Rhopalophthalmus egregious — Nakazawa 1910: 255, pl. 8, figs. 12, 22. — Tattersall, 1921: 408.
Material examined. Japan. Todoro, Miyazaki Prefecture: 18 males (all damaged), 13 females (BL ca. 7.5–11.5 mm), 1 ovig. female (BL ca. 11 mm); 31 Oct 1937, coll. N. Ii ( NSMT Cr 21232). — Susaki, Kochi Prefecture: 3 females (all damaged), 1 juv. (BL 5.0 mm), 20 abdomens of males and females; 20 Nov 1935, coll. N. Ii (No. 241) ( NSMT Cr 21233). — Susaki-Inlet, Kochi Prefecture: 23 males (BL ca. 8.5–12.5 mm), 28 females (BL ca. 7.7–12 mm), 7 ovig. females (BL ca. 10.5–11 mm); 24 Aug 1933, coll. N. Ii (No. 243) ( NSMT Cr 21234). — Coast of Natsushima, Tsuruga, Fukui Prefecture: 43 males (BL ca. 7–12 mm), 33 females (BL ca. 7–11 mm), 1 ovig. female (BL 11.8 mm), 1 juv.; 2 Nov 1938, coll. N. Ii (No. 261) ( NSMT Cr 21235). — Ariake Bay, Nagasaki Prefecture: 3 males (BL ca. 8–12.2 mm), 3 females (BL ca. 9.5–11.5 mm) (slightly damaged due to dried); sledge, 6 m depth, mud, 25 June 1975, coll. T. Takita ( NSMT Cr 21236). — Tateyama Bay, entrance of Tokyo Bay, Chiba Prefecture: 1 male (BL ca. 7.5 mm); 19 June 1975, other details unknown ( NSMT Cr 21237). — Off Kawanoe, Hiuchi-nada, Seto Inland Sea: 1 ovig. female (BL ca. 11 mm); 16 Nov 1994, from stomach of five spot flounder Pseudorhombus pentophthalmus Günther, 1862 , coll. R. Shibata ( NSMT Cr 21238).
Thailand. Sapum Bay, Phuket Is.: 2 males (BL ca. 6.0, ca. 7.0 mm), 5 females (BL ca. 7.5–9.5 mm), 1 abdomen; 19 Feb 1980, coll. Marine Fisheries Laboratory, Department of Fisheries, Thailand ( NSMT Cr 21342).

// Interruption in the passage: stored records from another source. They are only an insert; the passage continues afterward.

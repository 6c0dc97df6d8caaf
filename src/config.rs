//! Configuration loading and management

use std::path::PathBuf;
use std::str::FromStr;
use std::time::Duration;

use anyhow::{anyhow, bail, Context, Result};

use crate::keys::ButtonConvention;
use crate::snapshot::MotionSettings;

/// Daemon configuration
#[derive(Debug, Clone)]
pub struct Config {
    /// Path to the Unix domain socket for IPC
    pub socket_path: PathBuf,

    /// Directory for runtime data
    pub data_dir: PathBuf,

    /// Give up on a hook that never confirms it is running
    pub start_timeout: Option<Duration>,

    /// Mouse button numbering of the hook backend
    pub convention: ButtonConvention,

    /// Pointer motion settings used for poll responses
    pub motion: MotionSettings,
}

impl Config {
    /// Load configuration from environment and defaults
    pub fn load() -> Result<Self> {
        Self::from_vars(|key| std::env::var(key).ok())
    }

    /// Load configuration using `lookup` in place of the process environment
    pub fn from_vars<F>(lookup: F) -> Result<Self>
    where
        F: Fn(&str) -> Option<String>,
    {
        let home = lookup("HOME")
            .or_else(|| lookup("USERPROFILE"))
            .context("neither HOME nor USERPROFILE is set")?;
        let data_dir = PathBuf::from(&home)
            .join(".local")
            .join("share")
            .join("input-overlay");

        let socket_path = lookup("INPUT_OVERLAY_SOCKET")
            .map(PathBuf::from)
            .unwrap_or_else(|| data_dir.join("hook.sock"));

        let start_timeout = parse_var::<u64>(&lookup, "INPUT_OVERLAY_START_TIMEOUT_MS")?
            .map(Duration::from_millis);

        let convention = match lookup("INPUT_OVERLAY_BUTTON_SWAP").as_deref() {
            None => ButtonConvention::native(),
            Some("0") => ButtonConvention::Primary,
            Some("1") => ButtonConvention::Swapped,
            Some(other) => bail!("INPUT_OVERLAY_BUTTON_SWAP must be 0 or 1, got {:?}", other),
        };

        let defaults = MotionSettings::default();
        let motion = MotionSettings {
            dead_zone: parse_var(&lookup, "INPUT_OVERLAY_DEAD_ZONE")?.unwrap_or(defaults.dead_zone),
            max_movement: parse_var(&lookup, "INPUT_OVERLAY_MAX_MOVEMENT")?
                .unwrap_or(defaults.max_movement),
            center: lookup("INPUT_OVERLAY_CENTER")
                .map(|value| parse_center(&value))
                .transpose()
                .context("invalid INPUT_OVERLAY_CENTER")?,
        };

        Ok(Self {
            socket_path,
            data_dir,
            start_timeout,
            convention,
            motion,
        })
    }

    /// Ensure data directory exists
    pub fn ensure_dirs(&self) -> Result<()> {
        std::fs::create_dir_all(&self.data_dir)
            .with_context(|| format!("failed to create {}", self.data_dir.display()))?;
        Ok(())
    }
}

fn parse_var<T>(lookup: &impl Fn(&str) -> Option<String>, key: &str) -> Result<Option<T>>
where
    T: FromStr,
    T::Err: std::error::Error + Send + Sync + 'static,
{
    lookup(key)
        .map(|value| {
            value
                .trim()
                .parse::<T>()
                .with_context(|| format!("invalid {}: {:?}", key, value))
        })
        .transpose()
}

fn parse_center(value: &str) -> Result<(i32, i32)> {
    let (x, y) = value
        .split_once(',')
        .ok_or_else(|| anyhow!("expected \"x,y\", got {:?}", value))?;
    Ok((x.trim().parse()?, y.trim().parse()?))
}

#[cfg(test)]
mod tests {
    use super::*;
    use std::collections::HashMap;

    fn load(vars: &[(&str, &str)]) -> Result<Config> {
        let vars: HashMap<String, String> = vars
            .iter()
            .map(|(k, v)| (k.to_string(), v.to_string()))
            .collect();
        Config::from_vars(|key| vars.get(key).cloned())
    }

    #[test]
    fn test_config_defaults() {
        let config = load(&[("HOME", "/home/user")]).unwrap();
        assert_eq!(
            config.socket_path,
            PathBuf::from("/home/user/.local/share/input-overlay/hook.sock")
        );
        assert_eq!(config.start_timeout, None);
        assert_eq!(config.convention, ButtonConvention::native());
        assert_eq!(config.motion, MotionSettings::default());
    }

    #[test]
    fn test_config_falls_back_to_userprofile() {
        let config = load(&[("USERPROFILE", "/users/me")]).unwrap();
        assert!(config.data_dir.starts_with("/users/me"));
    }

    #[test]
    fn test_config_overrides() {
        let config = load(&[
            ("HOME", "/home/user"),
            ("INPUT_OVERLAY_SOCKET", "/tmp/overlay.sock"),
            ("INPUT_OVERLAY_START_TIMEOUT_MS", "2500"),
            ("INPUT_OVERLAY_BUTTON_SWAP", "0"),
            ("INPUT_OVERLAY_DEAD_ZONE", "4"),
            ("INPUT_OVERLAY_MAX_MOVEMENT", "120"),
            ("INPUT_OVERLAY_CENTER", "960, 540"),
        ])
        .unwrap();
        assert_eq!(config.socket_path, PathBuf::from("/tmp/overlay.sock"));
        assert_eq!(config.start_timeout, Some(Duration::from_millis(2500)));
        assert_eq!(config.convention, ButtonConvention::Primary);
        assert_eq!(config.motion.dead_zone, 4);
        assert_eq!(config.motion.max_movement, 120);
        assert_eq!(config.motion.center, Some((960, 540)));
    }

    #[test]
    fn test_config_rejects_invalid_values() {
        assert!(load(&[]).is_err());
        assert!(load(&[("HOME", "/h"), ("INPUT_OVERLAY_BUTTON_SWAP", "yes")]).is_err());
        assert!(load(&[("HOME", "/h"), ("INPUT_OVERLAY_START_TIMEOUT_MS", "-1")]).is_err());
        assert!(load(&[("HOME", "/h"), ("INPUT_OVERLAY_CENTER", "12")]).is_err());
    }
}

Malaysia. Matang mangrove estuary: 1 male (BL 9.7 mm); St. 2, 4˚50.6' N, 100˚35.3' E, sledge, 4.5 m depth, 8 Apr 2005, coll. Y. Hanamura ( NSMT Cr 21239). — 15 males (BL 6.5–9.5 mm), 16 females (BL ca. 5.3–12 mm), 11 ovig. females (BL 8.7–11.3 mm); St. 2, 5˚39.2' N, 100˚23.9' E, sledge, 4.5 m depth, 8 Apr 2005, coll. Y. Hanamura ( NSMT Cr 21240). — 44 males (BL 5.0– 9.5 mm), 50 females (BL 5.1–10.0 mm), 11 ovig. females (BL 8.7– 9.5 mm), 45 juvs. (BL 2.6–5.1 mm); offshore of St. 4 (4˚51.4' N, 100˚32.9' E), sledge, 2.4 m depth, 14 June 2006, coll. Y. Hanamura ( NSMT Cr 21241). —Merbok mangrove: 32 males (BL 5.9–9.2 mm), 17 females (BL 5.7–9.7 mm), 7 ovig. females (BL 8.3–9.8 mm), 2 juvs. (BL 2.5, 3.2 mm); St. B, 5˚39.2' N, 100˚23.9' E, sledge, 2 m depth, 10 Aug 2005, coll. Y. Hanamura ( NSMT Cr 21242). — 5 males (BL 5.5–9.7 mm), 2 females (BL 6.8, 8.8 mm), 1 ovig. female (BL 9.3 mm), 2 juvs. (BL 4.2, 4.5 mm); St. C, 5˚38.5' N, 100˚24.9' E, sledge, 5.4 m depth, 14 Dec 2004, coll. Y. Hanamura ( FRI 008).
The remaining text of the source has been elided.